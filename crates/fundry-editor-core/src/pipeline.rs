//! The content pipeline: sanitize → clean → debounce → deliver.
//!
//! Single source of truth for "what changed, and what should be persisted".
//! Every surface mutation funnels through [`Editor::handle_input`]; delivery
//! to the owning form is deduplicated against the last snapshot and
//! coalesced behind a trailing debounce, with force-flush on blur, submit,
//! and teardown.

use std::time::Duration;

use tracing::debug;
use web_time::Instant;

use fundry_editor_html::{Formatter, Sanitizer};

use crate::debounce::Debounced;
use crate::editor::Editor;
use crate::types::{EDITING_FLAG_TTL, Mode};

/// Pipeline bookkeeping owned by the editor.
pub(crate) struct PipelineState {
    pub(crate) debounced: Debounced<String>,
    /// Last clean content handed to the owning form.
    pub(crate) last_delivered: Option<String>,
    /// Non-debounced callback fired on every raw input event.
    pub(crate) on_content_update: Option<Box<dyn FnMut()>>,
    /// Set on every input; blocks external overwrites while live.
    pub(crate) user_editing: bool,
    /// When the most recent external value change happened; the editing
    /// flag is cleared a short interval after it.
    external_synced_at: Option<Instant>,
}

impl PipelineState {
    pub(crate) fn new(delay: Duration) -> Self {
        Self {
            debounced: Debounced::new(delay, |_| {}),
            last_delivered: None,
            on_content_update: None,
            user_editing: false,
            external_synced_at: None,
        }
    }

    pub(crate) fn set_delay(&mut self, delay: Duration) {
        self.debounced.set_delay(delay);
    }

    pub(crate) fn set_sink(&mut self, sink: impl FnMut(String) + 'static) {
        self.debounced.set_sink(sink);
    }

    pub(crate) fn note_external_sync(&mut self, now: Instant) {
        self.external_synced_at = Some(now);
    }

    pub(crate) fn expire_editing_flag(&mut self, now: Instant) {
        if let Some(synced) = self.external_synced_at {
            if now >= synced + EDITING_FLAG_TTL {
                self.user_editing = false;
                self.external_synced_at = None;
            }
        }
    }

    fn notify_content_update(&mut self) {
        if let Some(callback) = self.on_content_update.as_mut() {
            callback();
        }
    }
}

impl<C: Sanitizer + Formatter> Editor<C> {
    /// Handle a surface mutation event.
    ///
    /// In structured mode the surface is re-read and sanitized; if
    /// sanitization changed anything and no resize handles or media dialog
    /// are live, the surface itself is rewritten from the sanitized markup
    /// (rewriting mid-interaction would destroy the handle overlays).
    /// Either way the sanitized string is what goes on toward delivery.
    pub fn handle_input(&mut self, now: Instant) {
        if !self.config.active {
            return;
        }
        self.pipeline.user_editing = true;

        let content = match self.mode {
            Mode::Structured => {
                let raw = self.surface.to_html();
                let sanitized = self.caps.sanitize(&raw, self.config.is_admin);
                if sanitized != raw && !self.has_live_handles() && !self.media_dialog_open {
                    self.surface.set_html(&sanitized);
                }
                sanitized
            }
            Mode::Source => self.source.to_string(),
        };

        self.deliver(content, now);
        self.pipeline.notify_content_update();
    }

    /// Run clean content toward the owning form, debounced and deduplicated.
    fn deliver(&mut self, content: String, now: Instant) {
        let clean = self.caps.clean_for_output(&content, self.config.is_admin);
        if self.pipeline.last_delivered.as_deref() == Some(clean.as_str()) {
            return;
        }
        debug!(len = clean.len(), "content changed, scheduling delivery");
        self.pipeline.last_delivered = Some(clean.clone());
        self.pipeline.debounced.call(clean, now);
    }

    /// Immediate delivery from current content, bypassing the coalescing
    /// delay but still passing through sanitize + clean.
    pub(crate) fn force_delivery(&mut self, now: Instant) {
        let content = match self.mode {
            Mode::Structured => {
                let raw = self.surface.to_html();
                self.caps.sanitize(&raw, self.config.is_admin)
            }
            Mode::Source => self.source.to_string(),
        };
        self.deliver(content, now);
        self.pipeline.debounced.flush();
    }

    /// Focus loss: flush pending content immediately.
    pub fn handle_blur(&mut self, now: Instant) {
        self.focused = false;
        if !self.config.active {
            return;
        }
        self.force_delivery(now);
    }

    /// The owning form is submitting (capture phase — runs before native
    /// submission): flush so the form sees current content.
    pub fn handle_submit(&mut self, now: Instant) {
        if !self.config.active {
            return;
        }
        self.force_delivery(now);
    }

    /// Accept an externally supplied value (server-provided initial content
    /// or a later update).
    ///
    /// An empty surface is seeded unconditionally. Otherwise the surface is
    /// overwritten unless the user is mid-edit or resize handles are live —
    /// destroying an in-progress interaction loses work.
    pub fn sync_external(&mut self, value: &str, now: Instant) {
        let overwrite = match self.mode {
            Mode::Structured => self.surface.is_empty_content(),
            Mode::Source => self.source.is_empty(),
        } || (!self.pipeline.user_editing && !self.has_live_handles());

        if overwrite {
            match self.mode {
                Mode::Structured => self.surface.set_html(value),
                Mode::Source => self.source.set_text(value),
            }
            let clean = self.caps.clean_for_output(value, self.config.is_admin);
            self.pipeline.last_delivered = Some(clean);
        } else {
            debug!("external sync skipped: user mid-edit or handles live");
        }
        self.pipeline.note_external_sync(now);
    }

    /// Whether any resize affordances are currently in the surface.
    pub(crate) fn has_live_handles(&self) -> bool {
        !self.surface.find_by_class("rte-handle").is_empty()
    }
}
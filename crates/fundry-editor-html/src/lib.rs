//! fundry-editor-html: HTML handling for the Fundry rich text editor.
//!
//! This crate owns the HTML string contract between the editor core and the
//! rest of the platform:
//! - `Sanitizer` / `Formatter` capability traits consumed by the editor core
//! - a forgiving tokenizer (`lexer`) shared with the core's surface parser
//! - `HtmlPipeline`, the reference implementation: allowlist sanitization,
//!   tag balancing with error reporting, artifact stripping, pretty-printing
//!
//! Everything here is pure string-to-string; no I/O, no DOM.

pub mod escape;
pub mod format;
pub mod lexer;
pub mod sanitize;

pub use escape::escape_html;
pub use format::format;
pub use lexer::{Attr, Token, tokenize};
pub use sanitize::{CleanReport, clean_and_validate, clean_for_output, sanitize};

/// Sanitization capability, as consumed by the editor core.
///
/// Both operations must be idempotent: running them over their own output
/// yields the same string.
pub trait Sanitizer {
    /// Enforce the tag/attribute allowlist and close unbalanced markup.
    /// The admin trust level relaxes the allowlist (iframes, `id`).
    fn sanitize(&self, html: &str, is_admin: bool) -> String;

    /// Strip editor-only artifacts, sanitize, and report what was corrected.
    fn clean_and_validate(&self, html: &str, is_admin: bool) -> CleanReport;
}

/// Formatting capability, as consumed by the editor core.
pub trait Formatter {
    /// Pretty-print markup with indentation for source-mode display.
    fn format(&self, html: &str) -> String;

    /// Produce persistable content: artifacts stripped, markup sanitized.
    fn clean_for_output(&self, html: &str, is_admin: bool) -> String;
}

/// Reference implementation of both capabilities over this crate's passes.
#[derive(Clone, Copy, Debug, Default)]
pub struct HtmlPipeline;

impl Sanitizer for HtmlPipeline {
    fn sanitize(&self, html: &str, is_admin: bool) -> String {
        sanitize(html, is_admin)
    }

    fn clean_and_validate(&self, html: &str, is_admin: bool) -> CleanReport {
        clean_and_validate(html, is_admin)
    }
}

impl Formatter for HtmlPipeline {
    fn format(&self, html: &str) -> String {
        format(html)
    }

    fn clean_for_output(&self, html: &str, is_admin: bool) -> String {
        clean_for_output(html, is_admin)
    }
}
* * * * *
- [Exercise]: Among the entries above, copy exactly only the lines starting with the one containing "self.surface.set_html(&sanitized);" and going through the one containing "debounced and deduplicated.", both ends included.

- [Response to the exercise]:
                    self.surface.set_html(&sanitized);
                }
                sanitized
            }
            Mode::Source => self.source.to_string(),
        };

        self.deliver(content, now);
        self.pipeline.notify_content_update();
    }

    /// Run clean content toward the owning form, debounced and deduplicated.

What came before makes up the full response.